In silico model of tissue conductivity of microneedle array electrodes in the skin. Electroactive (e) needles and injecting (i) needles. The pulses (amplitude is 210 V) are in this case delivered between the two rows of electrodes as shown. The conductivity of the tissue is shown in a 2D x–y plane, cut through the microneedles; b 2D z–y plane, cut through a nonpulse delivering microneedle; c 2D z–y plane, cut through a pulse delivering microneedle; d 2D z–x plane, cut through the beveled microneedle tips. The areas marked in red are fully permeabilized, while the areas marked in dark blue are completely nonpermeabilized (Color figure online)

Conclusion

We evaluated whether hollow conductive microneedles could be used both for drug injection and for skin electroporation.
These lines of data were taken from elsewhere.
#[cfg(test)]
mod tests {
    use super::*;

    fn lex_all(source: &str) -> Vec<Token> {
        let mut lexer = Lexer::new(source);
        let mut tokens = Vec::new();
        loop {
            let tok = lexer.next_token().expect("test source lexes cleanly");
            let done = tok.kind == TokenKind::Eof;
            tokens.push(tok);
            if done {
                break;
            }
        }
        tokens
    }

    fn kinds(source: &str) -> Vec<TokenKind> {
        lex_all(source).into_iter().map(|t| t.kind).collect()
    }

    #[test]
    fn numbers_and_operators() {
        assert_eq!(
            kinds("1 + 2.5 * 3e2 ** 2"),
            vec![
                TokenKind::Int,
                TokenKind::Plus,
                TokenKind::Float,
                TokenKind::Star,
                TokenKind::Float,
                TokenKind::Pow,
                TokenKind::Int,
                TokenKind::Eof
            ]
        );
    }

    #[test]
    fn keywords_and_identifiers() {
        assert_eq!(
            kinds("function foo returns int while true"),
            vec![
                TokenKind::KwFunction,
                TokenKind::Identifier,
                TokenKind::KwReturns,
                TokenKind::Identifier,
                TokenKind::KwWhile,
                TokenKind::Bool,
                TokenKind::Eof
            ]
        );
    }

    #[test]
    fn multi_char_operators_win_over_prefixes() {
        assert_eq!(
            kinds("a == b != c >= d <= e && f || g ++ h"),
            vec![
                TokenKind::Identifier,
                TokenKind::Eq,
                TokenKind::Identifier,
                TokenKind::Ne,
                TokenKind::Identifier,
                TokenKind::Ge,
                TokenKind::Identifier,
                TokenKind::Le,
                TokenKind::Identifier,
                TokenKind::And,
                TokenKind::Identifier,
                TokenKind::Or,
                TokenKind::Identifier,
                TokenKind::Concat,
                TokenKind::Identifier,
                TokenKind::Eof
            ]
        );
    }

    #[test]
    fn slash_after_value_is_divide() {
        assert_eq!(
            kinds("a / b"),
            vec![TokenKind::Identifier, TokenKind::Slash, TokenKind::Identifier, TokenKind::Eof]
        );
        assert_eq!(
            kinds("(1) / 2"),
            vec![
                TokenKind::LParen,
                TokenKind::Int,
                TokenKind::RParen,
                TokenKind::Slash,
                TokenKind::Int,
                TokenKind::Eof
            ]
        );
    }

    #[test]
    fn slash_in_expression_position_is_regex() {
        let tokens = lex_all("regex r(/[0-9]+/i);");
        let regex_tok = tokens.iter().find(|t| t.kind == TokenKind::Regex).unwrap();
        assert_eq!(regex_tok.lexeme, "/[0-9]+/i");
    }

    #[test]
    fn slash_without_closing_partner_is_divide() {
        // Expression position, but no closing '/' before the end of the
        // line: the forward scan fails and `/` stays a divide operator.
        assert_eq!(
            kinds("( / 5"),
            vec![TokenKind::LParen, TokenKind::Slash, TokenKind::Int, TokenKind::Eof]
        );
    }

    #[test]
    fn escaped_slash_does_not_close_regex() {
        let tokens = lex_all("regex r(/a\\/b/);");
        let regex_tok = tokens.iter().find(|t| t.kind == TokenKind::Regex).unwrap();
        assert_eq!(regex_tok.lexeme, "/a\\/b/");
    }

    #[test]
    fn format_string_prefix_is_kept() {
        let tokens = lex_all("fstring(f\"%1 items\", n)");
        let fstr = tokens.iter().find(|t| t.kind == TokenKind::FStr).unwrap();
        assert_eq!(fstr.lexeme, "f\"%1 items\"");
    }

    #[test]
    fn unterminated_string_is_a_syntax_error() {
        let mut lexer = Lexer::new("\"oops");
        let err = lexer.next_token().unwrap_err();
        assert_eq!(err.kind, ErrorKind::Syntax);
        assert_eq!(err.span.unwrap().start, crate::ast::Pos::new(1, 1));
    }

    #[test]
    fn comments_are_skipped() {
        assert_eq!(
            kinds("x = 1; // trailing note\ny = 2;"),
            vec![
                TokenKind::Identifier,
                TokenKind::Assign,
                TokenKind::Int,
                TokenKind::Semicolon,
                TokenKind::Identifier,
                TokenKind::Assign,
                TokenKind::Int,
                TokenKind::Semicolon,
                TokenKind::Eof
            ]
        );
    }

    #[test]
    fn lexemes_round_trip_the_source() {
        let source = "string s(\"a b\");\nwhile (s.length() > 0) { s = \"\"; };";
        let rebuilt: String = lex_all(source).iter().map(|t| t.lexeme.as_str()).collect();
        let stripped: String = {
            // Remove exactly the characters the lexer may skip. Quoted
            // whitespace stays because it is inside a lexeme.
            let mut out = String::new();
            let mut in_string = false;
            for c in source.chars() {
                if c == '"' {
                    in_string = !in_string;
                }
                if in_string || !c.is_whitespace() {
                    out.push(c);
                }
            }
            out
        };
        assert_eq!(rebuilt, stripped);
    }

    #[test]
    fn spans_are_monotonic() {
        let tokens = lex_all("int n(4) = 2 + 2;\nprint(n);");
        for pair in tokens.windows(2) {
            let (a, b) = (&pair[0], &pair[1]);
            let before = (a.span.end.line, a.span.end.column);
            let after = (b.span.start.line, b.span.start.column);
            assert!(before <= after, "token {:?} overlaps {:?}", a, b);
        }
    }

    #[test]
    fn decode_string_handles_escapes_and_continuations() {
        assert_eq!(decode_string("\"plain\""), "plain");
        assert_eq!(decode_string("'single'"), "single");
        assert_eq!(decode_string("\"a\\\"b\""), "a\"b");
        assert_eq!(decode_string("\"a\\\\b\""), "a\\b");
        assert_eq!(decode_string("\"one\\\ntwo\""), "onetwo");
        assert_eq!(decode_string("f\"%1 ok\""), "%1 ok");
    }

    #[test]
    fn line_and_column_tracking() {
        let tokens = lex_all("x = 1;\n  y = 2;");
        let y = tokens.iter().find(|t| t.lexeme == "y").unwrap();
        assert_eq!(y.span.start, crate::ast::Pos::new(2, 3));
    }
}
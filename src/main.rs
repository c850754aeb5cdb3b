// File: src/main.rs
//
// Command-line entry point for the CopyClean interpreter. Reads a script
// file, runs it, and maps outcomes onto exit codes: 0 success (including a
// script-requested exit), 1 usage or I/O error, 2 parse error, 3 runtime
// error.

use std::fs;
use std::path::PathBuf;
use std::process::ExitCode;

use clap::Parser as ClapParser;

use copyclean::errors::ErrorKind;
use copyclean::interpreter::Interpreter;
use copyclean::lexer::Lexer;
use copyclean::parser::Parser;

#[derive(ClapParser)]
#[command(
    name = "copyclean",
    about = "CopyClean: a scripting language for text and clipboard automation",
    version = env!("CARGO_PKG_VERSION")
)]
struct Cli {
    /// Path to the script file (.ccl)
    script: PathBuf,
}

fn main() -> ExitCode {
    let cli = Cli::parse();

    let source = match fs::read_to_string(&cli.script) {
        Ok(source) => source,
        Err(e) => {
            eprintln!("error: could not read '{}': {}", cli.script.display(), e);
            return ExitCode::from(1);
        }
    };

    let mut parser = match Parser::new(Lexer::new(&source)) {
        Ok(parser) => parser,
        Err(e) => {
            eprintln!("{}", e);
            return ExitCode::from(2);
        }
    };
    let statements = match parser.parse() {
        Ok(statements) => statements,
        Err(e) => {
            eprintln!("{}", e);
            return ExitCode::from(2);
        }
    };

    let mut interpreter = Interpreter::new();
    match interpreter.run(&statements) {
        Ok(_) => ExitCode::SUCCESS,
        // A script calling exit() terminates cleanly.
        Err(e) if e.kind == ErrorKind::Exit => ExitCode::SUCCESS,
        Err(e) => {
            eprintln!("{}", e);
            ExitCode::from(3)
        }
    }
}
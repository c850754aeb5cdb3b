// File: src/interpreter/environment.rs
//
// Lexically nested scopes for the CopyClean interpreter. A scope owns a
// name-to-value map and an optional handle to its parent; children keep
// their parent alive through the shared handle.

use std::cell::RefCell;
use std::collections::HashMap;
use std::rc::Rc;

use super::value::Value;

pub type EnvRef = Rc<RefCell<Environment>>;

#[derive(Debug, Default)]
pub struct Environment {
    variables: HashMap<String, Value>,
    parent: Option<EnvRef>,
}

impl Environment {
    /// Create a root scope with no parent.
    pub fn new() -> EnvRef {
        Rc::new(RefCell::new(Environment::default()))
    }

    /// Create a child scope of `parent`.
    pub fn with_parent(parent: EnvRef) -> EnvRef {
        Rc::new(RefCell::new(Environment { variables: HashMap::new(), parent: Some(parent) }))
    }

    /// Look up a name, walking outward through parent scopes.
    pub fn get(&self, name: &str) -> Option<Value> {
        if let Some(value) = self.variables.get(name) {
            return Some(value.clone());
        }
        self.parent.as_ref().and_then(|p| p.borrow().get(name))
    }

    /// Bind a name in this scope, shadowing any outer binding.
    pub fn declare(&mut self, name: &str, value: Value) {
        self.variables.insert(name.to_string(), value);
    }

    /// Update the innermost scope that already binds `name`; if none does,
    /// bind in this scope.
    pub fn assign(&mut self, name: &str, value: Value) {
        if self.variables.contains_key(name) {
            self.variables.insert(name.to_string(), value);
            return;
        }
        if let Some(parent) = &self.parent {
            if parent.borrow().get(name).is_some() {
                parent.borrow_mut().assign(name, value);
                return;
            }
        }
        self.variables.insert(name.to_string(), value);
    }
}
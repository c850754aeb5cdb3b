// File: src/errors.rs
//
// Error handling and reporting for the CopyClean interpreter.
// Errors are values: every fallible stage returns `Result<T, Box<Error>>`
// and the CLI turns the final error into an exit code.

use std::fmt;

use colored::Colorize;

use crate::ast::Span;

/// Categories of errors the pipeline can produce.
#[derive(Debug, Clone, Copy, PartialEq, Eq)]
pub enum ErrorKind {
    /// Lexer and parser failures.
    Syntax,
    /// A value does not satisfy an operator's or binding's type contract.
    Type,
    /// Wrong number of arguments to a function or method.
    Arity,
    DivideByZero,
    /// Everything else detected at evaluation time.
    Runtime,
    /// Graceful-termination sentinel raised by `exit()`; the CLI maps it to
    /// exit code 0.
    Exit,
}

impl fmt::Display for ErrorKind {
    fn fmt(&self, f: &mut fmt::Formatter<'_>) -> fmt::Result {
        match self {
            ErrorKind::Syntax => write!(f, "Syntax"),
            ErrorKind::Type => write!(f, "Type"),
            ErrorKind::Arity => write!(f, "Arity"),
            ErrorKind::DivideByZero => write!(f, "DivideByZero"),
            ErrorKind::Runtime => write!(f, "Runtime"),
            ErrorKind::Exit => write!(f, "Exit"),
        }
    }
}

/// A structured error with optional source location.
#[derive(Debug, Clone, PartialEq)]
pub struct Error {
    pub kind: ErrorKind,
    pub message: String,
    pub span: Option<Span>,
}

impl Error {
    pub fn new(kind: ErrorKind, message: impl Into<String>) -> Box<Self> {
        Box::new(Error { kind, message: message.into(), span: None })
    }

    pub fn with_span(kind: ErrorKind, message: impl Into<String>, span: Span) -> Box<Self> {
        Box::new(Error { kind, message: message.into(), span: Some(span) })
    }

    pub fn syntax(message: impl Into<String>, span: Span) -> Box<Self> {
        Self::with_span(ErrorKind::Syntax, message, span)
    }

    pub fn type_error(message: impl Into<String>) -> Box<Self> {
        Self::new(ErrorKind::Type, message)
    }

    pub fn arity(message: impl Into<String>) -> Box<Self> {
        Self::new(ErrorKind::Arity, message)
    }

    pub fn runtime(message: impl Into<String>) -> Box<Self> {
        Self::new(ErrorKind::Runtime, message)
    }

    /// Attach a span if the error does not already carry one. Evaluation
    /// helpers raise spanless errors; the evaluator pins them to the
    /// offending expression on the way out.
    pub fn at(mut self: Box<Self>, span: Span) -> Box<Self> {
        if self.span.is_none() {
            self.span = Some(span);
        }
        self
    }
}

impl fmt::Display for Error {
    fn fmt(&self, f: &mut fmt::Formatter<'_>) -> fmt::Result {
        let heading = format!("{} Error", self.kind);
        write!(f, "{}", heading.red().bold())?;
        if let Some(span) = &self.span {
            write!(f, " at line {}, col {}", span.start.line, span.start.column)?;
        }
        write!(f, ": {}", self.message)
    }
}

impl std::error::Error for Error {}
Gold-coated Radel microneedle arrays were assessed for stratum corneum disruption and injection of various model drugs as well as their use as electrodes for electric pulse application. We demonstrated proper insertion features of these microneedles in combination with a vibratory inserter. We obtained a proof of concept that these arrays allow for effective injection of proteins into the skin, resulting in an immune response directed to the model antigen, ovalbumin. However, electrotransfer of plasmid DNA using the microneedles to inject the DNA or as electrodes to apply the pulses showed several limitations of the setup. The first is the limited amount of DNA that can be delivered because of the small volume of the microreservoirs or high DNA viscosity. Therefore, it is important that the microfluidic reservoir of the microneedle array is enlarged. A second concern regarding electrotransfer with our microneedles is the electric field distribution. Needle electrodes produce less favorable electric field distribution than plate electrodes. This can result in an irreversible electroporation of the cells near the tips of the microneedles delivering the pulses and less than adequate electroporation farther away from the electrodes. In addition, the electric field distribution is perturbed by the nonactivated needles, resulting in an electric field insufficient for electrotransfer. To ensure an optimal electric field at the site where DNA is injected by the microneedles, the electric field should be applied between each row of microneedles at lower electrical fields to achieve cell permeabilization without reaching the irreversible electroporation threshold. Further investigation is needed to understand this phenomenon and optimize the injection and electrical parameters for efficient electrotransfer.